I don't know if you have ever considered a therapeutic wilderness program for your son. Because he is over the age of 18, he would have to agree and buy into the idea. The program my son just went through has a separate program for young adults. I would be happy to share information with you offline as I'm sure it would violate some rules to discuss it here. I think it would help him get to know himself better and get to the root of why he is self medicating to the point of addiction. We were extremely happy with the program.
 

toughlovin

Well-Known Member
As far as a kid using and having a car and using. I totally agree with you on principal RN... however I was fooled ( as I think many parents are) because my son was working. I knew he was using sometimes but I thought he was doing it when he was alone and in his room... and not when he was out working.

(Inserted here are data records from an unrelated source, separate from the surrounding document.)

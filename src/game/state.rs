//! Game state definitions and structures
//!
//! Owns the entity registry plus everything the frame step needs between
//! frames: simulation time, the respawn queue, spawner accumulators and the
//! random source.

use std::collections::VecDeque;

use rand::rngs::StdRng;
use rand::SeedableRng;
use serde::{Deserialize, Serialize};

use crate::config::{ConfigError, SimulationConfig};
use crate::game::constants::powerup;
use crate::game::entity::{
    Color, Entity, EntityId, EntityTag, GameTime, GrenadePhase, PlayerId, PowerupKind,
};
use crate::game::registry::EntityRegistry;
use crate::game::systems::spawning::{self, SpawnAccumulators};
use crate::util::vec2::Vec2;

/// A player waiting to come back after being eaten
#[derive(Debug, Clone, PartialEq)]
pub struct RespawnEntry {
    pub player_id: PlayerId,
    pub color: Color,
    pub time_of_death: GameTime,
}

/// Orbiting power-up as seen by the renderer
#[derive(Debug, Clone, PartialEq, Serialize, Deserialize)]
pub struct RenderPowerup {
    pub kind: PowerupKind,
    pub position: Vec2,
    pub charges: u32,
}

/// Per-entity draw data, produced once per frame in insertion order
#[derive(Debug, Clone, PartialEq, Serialize, Deserialize)]
pub struct RenderObject {
    pub id: EntityId,
    pub tag: EntityTag,
    pub position: Vec2,
    pub radius: f32,
    pub color: Color,
    #[serde(default, skip_serializing_if = "Option::is_none")]
    pub player_id: Option<PlayerId>,
    #[serde(default, skip_serializing_if = "Option::is_none")]
    pub aim_angle: Option<f32>,
    #[serde(default, skip_serializing_if = "Option::is_none")]
    pub powerup: Option<RenderPowerup>,
    #[serde(default, skip_serializing_if = "Option::is_none")]
    pub grenade_phase: Option<GrenadePhase>,
}

/// Complete game state
#[derive(Debug)]
pub struct GameState {
    pub registry: EntityRegistry,
    pub config: SimulationConfig,
    /// Simulation time of the last completed frame (seconds)
    pub time: GameTime,
    pub frame: u64,
    /// Ordered by time of death
    pub respawn_queue: VecDeque<RespawnEntry>,
    pub(crate) spawn: SpawnAccumulators,
    next_player_id: PlayerId,
    rng: StdRng,
}

impl GameState {
    /// Build an empty world. Fails fast on invalid configuration.
    pub fn new(config: SimulationConfig) -> Result<Self, ConfigError> {
        Self::with_rng(config, StdRng::from_entropy())
    }

    /// Deterministic world for tests and benchmarks
    pub fn with_seed(config: SimulationConfig, seed: u64) -> Result<Self, ConfigError> {
        Self::with_rng(config, StdRng::seed_from_u64(seed))
    }

    fn with_rng(config: SimulationConfig, rng: StdRng) -> Result<Self, ConfigError> {
        config.validate()?;
        let registry = EntityRegistry::new(&config.world)?;
        Ok(Self {
            registry,
            config,
            time: 0.0,
            frame: 0,
            respawn_queue: VecDeque::new(),
            spawn: SpawnAccumulators::default(),
            next_player_id: 0,
            rng,
        })
    }

    /// Populate the world with the configured initial food
    pub fn spawn_initial(&mut self) -> usize {
        let count = self.config.food.initial;
        spawning::spawn_food(self, count)
    }

    /// Spawn a new player at a random position. Returns its logical id.
    pub fn add_player(&mut self) -> PlayerId {
        let player_id = self.next_player_id;
        self.next_player_id += 1;
        let color = crate::game::entity::random_bright_color(&mut self.rng);
        spawning::spawn_player(self, player_id, color);
        tracing::info!("Player {} joined", player_id);
        player_id
    }

    #[inline]
    pub fn rng_mut(&mut self) -> &mut StdRng {
        &mut self.rng
    }

    pub fn player_entity(&self, player_id: PlayerId) -> Option<&Entity> {
        self.registry.player_entity(player_id)
    }

    pub fn alive_player_count(&self) -> usize {
        self.registry.count(EntityTag::Player)
    }

    /// Whether `player_id` is waiting in the respawn queue
    pub fn is_respawning(&self, player_id: PlayerId) -> bool {
        self.respawn_queue.iter().any(|e| e.player_id == player_id)
    }

    /// Draw data for every entity in insertion order
    pub fn snapshot(&self) -> Vec<RenderObject> {
        let timing = &self.config.grenade;
        self.registry
            .objects()
            .map(|e| {
                let player = e.as_player();
                RenderObject {
                    id: e.id(),
                    tag: e.tag(),
                    position: e.position,
                    radius: e.radius,
                    color: e.color,
                    player_id: player.map(|p| p.player_id),
                    aim_angle: player.map(|p| p.aim_angle),
                    powerup: player.and_then(|p| {
                        p.powerups.active().map(|active| RenderPowerup {
                            kind: active.kind,
                            position: orbit_position(e, active.orbit_angle),
                            charges: active.charges,
                        })
                    }),
                    grenade_phase: e.as_grenade().map(|g| g.phase(self.time, timing)),
                }
            })
            .collect()
    }
}

/// Where the active power-up of `owner` is drawn for a given orbit angle
pub fn orbit_position(owner: &Entity, orbit_angle: f32) -> Vec2 {
    let distance = owner.radius + powerup::ORBIT_GAP + powerup::RADIUS;
    owner.position + Vec2::from_angle(orbit_angle) * distance
}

Actually in general I dont think he was using when he was working but he was thinking about rehab and wanted one last hight and went and got drugs, used and drove.... and crashed into a telephone pole. He was found by the police totally out of it and was arrested. I was completely horrified and so entirely thankful that it was a one car accident and he didnt kill someone. Like you said that would have been on my head and I dont know how I would ever have gotten over that. Really I don’t. And I don’t know how he would have dealt with that either. Instead he totalled the car, lost his liscence and spent a couple weeks in jail until he got into treatment. Now he is trying to do what he needs to do to get his liscence back.... and talks about when that happens and he is working saving money for a car. I am expecting he will want us to help him get a car..... but my feeling is we went down that road and it is not a risk I am willing to take again. I am just so thankful no one was hurt.